Collected data
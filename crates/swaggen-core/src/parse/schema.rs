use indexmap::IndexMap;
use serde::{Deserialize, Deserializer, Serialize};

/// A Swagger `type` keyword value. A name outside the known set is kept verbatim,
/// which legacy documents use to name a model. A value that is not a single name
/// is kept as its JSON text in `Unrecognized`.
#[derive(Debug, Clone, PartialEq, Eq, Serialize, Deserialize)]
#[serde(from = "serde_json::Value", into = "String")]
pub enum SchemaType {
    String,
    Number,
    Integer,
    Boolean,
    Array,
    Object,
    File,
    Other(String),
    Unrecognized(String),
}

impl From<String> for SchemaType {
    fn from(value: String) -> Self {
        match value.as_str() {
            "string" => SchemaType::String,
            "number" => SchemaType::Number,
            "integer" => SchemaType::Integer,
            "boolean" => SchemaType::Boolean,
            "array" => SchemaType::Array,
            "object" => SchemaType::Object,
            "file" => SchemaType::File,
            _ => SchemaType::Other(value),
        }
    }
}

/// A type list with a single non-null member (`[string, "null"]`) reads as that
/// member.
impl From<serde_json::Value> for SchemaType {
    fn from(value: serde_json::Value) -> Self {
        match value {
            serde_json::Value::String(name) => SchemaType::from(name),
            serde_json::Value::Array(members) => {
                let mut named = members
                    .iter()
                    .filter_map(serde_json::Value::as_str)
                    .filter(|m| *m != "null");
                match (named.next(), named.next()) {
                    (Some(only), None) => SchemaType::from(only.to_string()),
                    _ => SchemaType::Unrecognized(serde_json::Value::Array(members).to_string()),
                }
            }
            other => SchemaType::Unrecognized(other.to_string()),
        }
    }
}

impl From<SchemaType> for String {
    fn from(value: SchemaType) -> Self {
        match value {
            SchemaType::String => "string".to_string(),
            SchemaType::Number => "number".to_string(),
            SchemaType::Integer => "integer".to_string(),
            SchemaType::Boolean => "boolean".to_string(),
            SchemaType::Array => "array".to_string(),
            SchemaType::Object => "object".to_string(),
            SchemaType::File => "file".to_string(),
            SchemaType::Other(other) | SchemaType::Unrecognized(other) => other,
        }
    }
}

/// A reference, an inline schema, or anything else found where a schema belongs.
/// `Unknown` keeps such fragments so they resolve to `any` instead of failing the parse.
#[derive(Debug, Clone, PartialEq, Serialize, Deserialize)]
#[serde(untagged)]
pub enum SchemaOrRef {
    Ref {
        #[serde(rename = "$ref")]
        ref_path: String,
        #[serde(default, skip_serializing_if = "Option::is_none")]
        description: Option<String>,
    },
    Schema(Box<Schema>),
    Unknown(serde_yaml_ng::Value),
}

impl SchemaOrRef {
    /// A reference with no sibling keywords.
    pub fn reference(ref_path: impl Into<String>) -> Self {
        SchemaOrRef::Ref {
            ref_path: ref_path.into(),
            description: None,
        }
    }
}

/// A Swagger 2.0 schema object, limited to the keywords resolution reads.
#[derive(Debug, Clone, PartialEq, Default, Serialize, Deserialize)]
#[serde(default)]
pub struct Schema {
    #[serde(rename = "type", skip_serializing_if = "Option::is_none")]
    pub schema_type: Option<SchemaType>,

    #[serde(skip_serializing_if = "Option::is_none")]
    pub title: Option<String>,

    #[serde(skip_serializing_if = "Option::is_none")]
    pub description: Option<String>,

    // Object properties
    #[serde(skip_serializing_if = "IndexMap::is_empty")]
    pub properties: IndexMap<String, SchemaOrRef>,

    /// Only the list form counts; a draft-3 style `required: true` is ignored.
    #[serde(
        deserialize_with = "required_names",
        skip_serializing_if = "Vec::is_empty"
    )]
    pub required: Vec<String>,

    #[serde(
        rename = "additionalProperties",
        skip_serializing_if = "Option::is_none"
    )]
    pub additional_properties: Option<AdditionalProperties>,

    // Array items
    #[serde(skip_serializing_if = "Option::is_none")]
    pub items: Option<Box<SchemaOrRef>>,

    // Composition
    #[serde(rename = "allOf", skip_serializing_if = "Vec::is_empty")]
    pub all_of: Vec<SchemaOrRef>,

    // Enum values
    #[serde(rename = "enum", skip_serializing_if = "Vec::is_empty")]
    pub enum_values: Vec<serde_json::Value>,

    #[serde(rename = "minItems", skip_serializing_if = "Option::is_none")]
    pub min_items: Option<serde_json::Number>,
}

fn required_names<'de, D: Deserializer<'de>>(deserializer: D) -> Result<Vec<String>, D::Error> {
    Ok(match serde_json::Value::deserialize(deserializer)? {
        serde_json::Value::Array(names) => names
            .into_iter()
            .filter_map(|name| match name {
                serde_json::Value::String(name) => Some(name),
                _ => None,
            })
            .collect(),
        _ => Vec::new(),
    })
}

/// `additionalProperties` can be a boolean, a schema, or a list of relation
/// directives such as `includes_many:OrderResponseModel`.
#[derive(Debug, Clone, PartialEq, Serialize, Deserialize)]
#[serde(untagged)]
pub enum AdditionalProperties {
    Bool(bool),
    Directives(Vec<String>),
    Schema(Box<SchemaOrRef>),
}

** WHAT THE EXERCISE ASKS **
Show every line above in which the word "Unknown" occurs.

** EXERCISE ANSWER **
/// `Unknown` keeps such fragments so they resolve to `any` instead of failing the parse.
    Unknown(serde_yaml_ng::Value),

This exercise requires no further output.